Le théâtre amateur de Martinique est vivant!

— par Roland Sabra —

A peine le festival de théâtre amateur du Théâtre Amé Césaire de Fort-de-France fermait-il ses portes que celui de la ville de Trinité ouvrait les siennes du 01 au 06 juin. Annoncé avec discrétion, il faut dire que les responsables des services culturels et de communication de Ttrinité ont encore une large marge de perfectionnement devant eux, il  nous proposait en séance inaugurale une pièce de Daniel Boukmam « Agoulou ek Ti Sonson » par la toute jeune compagnie Krye Manmay Sent-Lis. Daniel Boukman reprend donc une thématique déjà abordée avec Agoulouland et mise en scène par Bérard Bourdon ( ). Ce ne sont pas les extraits choisis de cette nouvelle mouture qui permettent d’apprécier l’évolution de la réflexion de l’auteur. Loin s’en faut !

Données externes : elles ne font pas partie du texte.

#[cfg(test)]
mod tests {
    use super::*;
    use crate::GcnArch;

    fn session(arch: GcnArch) -> AsmSession {
        AsmSession::new(arch, true)
    }

    fn sregs(text: &str, arch: GcnArch, regs_num: u16) -> Result<Option<RegRange>, AsmError> {
        let mut s = session(arch);
        let mut cur = Cursor::new(text, 1);
        s.parse_sreg_range(&mut cur, regs_num, true, OperandFlags::default())
    }

    fn vregs(text: &str, regs_num: u16) -> Result<Option<RegRange>, AsmError> {
        let mut s = session(GcnArch::Gcn10);
        let mut cur = Cursor::new(text, 1);
        s.parse_vreg_range(&mut cur, regs_num, true, OperandFlags::default())
    }

    #[test]
    fn single_registers() {
        assert_eq!(sregs("s0", GcnArch::Gcn10, 0).unwrap(), Some(RegRange::new(0, 1)));
        assert_eq!(
            sregs("s101", GcnArch::Gcn12, 0).unwrap(),
            Some(RegRange::new(101, 102))
        );
        assert_eq!(vregs("v0", 0).unwrap(), Some(RegRange::new(256, 257)));
        assert_eq!(vregs("v255", 1).unwrap(), Some(RegRange::new(511, 512)));
    }

    #[test]
    fn register_pools() {
        // 102 SGPRs on GCN 1.2, 104 before
        assert!(sregs("s102", GcnArch::Gcn12, 0).is_err());
        assert!(sregs("s103", GcnArch::Gcn10, 0).is_ok());
        assert!(sregs("s104", GcnArch::Gcn10, 0).is_err());
    }

    #[test]
    fn bracket_ranges() {
        assert_eq!(
            sregs("s[2:3]", GcnArch::Gcn10, 0).unwrap(),
            Some(RegRange::new(2, 4))
        );
        assert_eq!(
            sregs("s[4:7]", GcnArch::Gcn10, 4).unwrap(),
            Some(RegRange::new(4, 8))
        );
        assert_eq!(
            vregs("v[3:5]", 3).unwrap(),
            Some(RegRange::new(259, 262))
        );
        assert!(sregs("s[3:2]", GcnArch::Gcn10, 0).is_err());
        assert!(sregs("s[2:3", GcnArch::Gcn10, 0).is_err());
    }

    #[test]
    fn alignment_rules() {
        assert!(sregs("s[1:2]", GcnArch::Gcn10, 0).is_err());
        assert!(sregs("s[2:4]", GcnArch::Gcn10, 0).is_err());
        assert!(sregs("s[4:6]", GcnArch::Gcn10, 0).is_ok());
        // unaligned flag disables the check
        let mut s = session(GcnArch::Gcn10);
        let mut cur = Cursor::new("s[1:2]", 1);
        assert_eq!(
            s.parse_sreg_range(&mut cur, 0, true, OperandFlag::Unaligned.into())
                .unwrap(),
            Some(RegRange::new(1, 3))
        );
    }

    #[test]
    fn ttmp_registers() {
        assert_eq!(
            sregs("ttmp0", GcnArch::Gcn10, 0).unwrap(),
            Some(RegRange::new(112, 113))
        );
        assert_eq!(
            sregs("ttmp[0:3]", GcnArch::Gcn10, 0).unwrap(),
            Some(RegRange::new(112, 116))
        );
        assert!(sregs("ttmp12", GcnArch::Gcn10, 0).is_err());
    }

    #[test]
    fn named_registers() {
        assert_eq!(
            sregs("vcc", GcnArch::Gcn10, 0).unwrap(),
            Some(RegRange::new(106, 108))
        );
        assert_eq!(
            sregs("vcc_lo", GcnArch::Gcn10, 0).unwrap(),
            Some(RegRange::new(106, 107))
        );
        assert_eq!(
            sregs("exec_hi", GcnArch::Gcn10, 0).unwrap(),
            Some(RegRange::new(127, 128))
        );
        assert_eq!(
            sregs("m0", GcnArch::Gcn10, 0).unwrap(),
            Some(RegRange::new(124, 125))
        );
        assert_eq!(
            sregs("tba", GcnArch::Gcn10, 2).unwrap(),
            Some(RegRange::new(108, 110))
        );
        assert_eq!(
            sregs("tma_hi", GcnArch::Gcn10, 1).unwrap(),
            Some(RegRange::new(111, 112))
        );
    }

    #[test]
    fn arch_gated_names() {
        assert!(sregs("flat_scratch", GcnArch::Gcn10, 0).is_err());
        assert_eq!(
            sregs("flat_scratch", GcnArch::Gcn11, 0).unwrap(),
            Some(RegRange::new(104, 106))
        );
        assert_eq!(
            sregs("flat_scratch_lo", GcnArch::Gcn12, 0).unwrap(),
            Some(RegRange::new(102, 103))
        );
        assert!(sregs("xnack_mask", GcnArch::Gcn11, 0).is_err());
        assert_eq!(
            sregs("xnack_mask", GcnArch::Gcn12, 0).unwrap(),
            Some(RegRange::new(104, 106))
        );
    }

    #[test]
    fn regvar_usage_records() {
        let mut s = session(GcnArch::Gcn10);
        s.add_reg_var(
            "temp",
            RegVar {
                rtype: RegVarType::Vgpr,
                size: 4,
            },
        );
        let mut cur = Cursor::new("temp[1:2]", 1);
        let flags = OperandFlag::VRegs | OperandFlag::Read;
        let range = s
            .parse_regvar_range(&mut cur, 2, flags, RegField::Src0, true)
            .unwrap()
            .unwrap();
        assert_eq!(range, RegRange::new(1, 3));
        assert_eq!(s.usages().len(), 1);
        assert_eq!(s.usages()[0].name, "temp");
        assert!(s.usages()[0].read);
        assert!(!s.usages()[0].write);
    }

    #[test]
    fn reg_symbols() {
        let mut s = session(GcnArch::Gcn10);
        s.add_reg_symbol("inputs", RegRange::new(8, 12));
        let mut cur = Cursor::new("inputs[0:1]", 1);
        let range = s
            .parse_symreg_range(&mut cur, 0, OperandFlag::SRegs.into(), true)
            .unwrap()
            .unwrap();
        assert_eq!(range, RegRange::new(8, 10));
    }

    #[test]
    fn sregs_required_count() {
        assert!(sregs("s1", GcnArch::Gcn10, 2).is_err());
        assert!(sregs("vcc", GcnArch::Gcn10, 1).is_err());
        assert!(sregs("vcc_hi", GcnArch::Gcn10, 2).is_err());
    }
}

Ce sont pas moins de deux metteurs en scène, Marie-Line Sully et Roger Ebion qui se sont chargés de présenter le texte. La troupe est nombreuse, trois demi douzaines de comédiens sont présents sur le plateau ou en arrière plan dans les coulisses pour une pièce centrée autour d’un personnage unique, attablé et qui se goinfre, du début à la fin, de divers plats que sa gloutonnerie réclame avec force. Un choix de texte totalement inadapté à la pléthore de comédiens mobilisés pour l’affaire. Le personnage principal reste quasiment immobile pendant toute la représentation à part un lever de sa chaise pour émettre bruyamment des gaz. Un « comique » de pétomane ! Voilà à quoi se résume la mise en scène. Marie-Line Sully expliquera plus tard au public qu’il suffit de vouloir devenir metteur en scène pour être metteur en scène ! Et de citer et re-citer cette phrase attribuée à Lénine « Là où il y a une volonté il y a un chemin », pour appuyer son dire. Pareille indigence laisse coi !

C’est à se demander si un travail de sélection des pièces présentées à été mis en place où si tout bonnement, les organisateurs du festival ont retenu ce qui leur était proposé sans se poser d’autres questions.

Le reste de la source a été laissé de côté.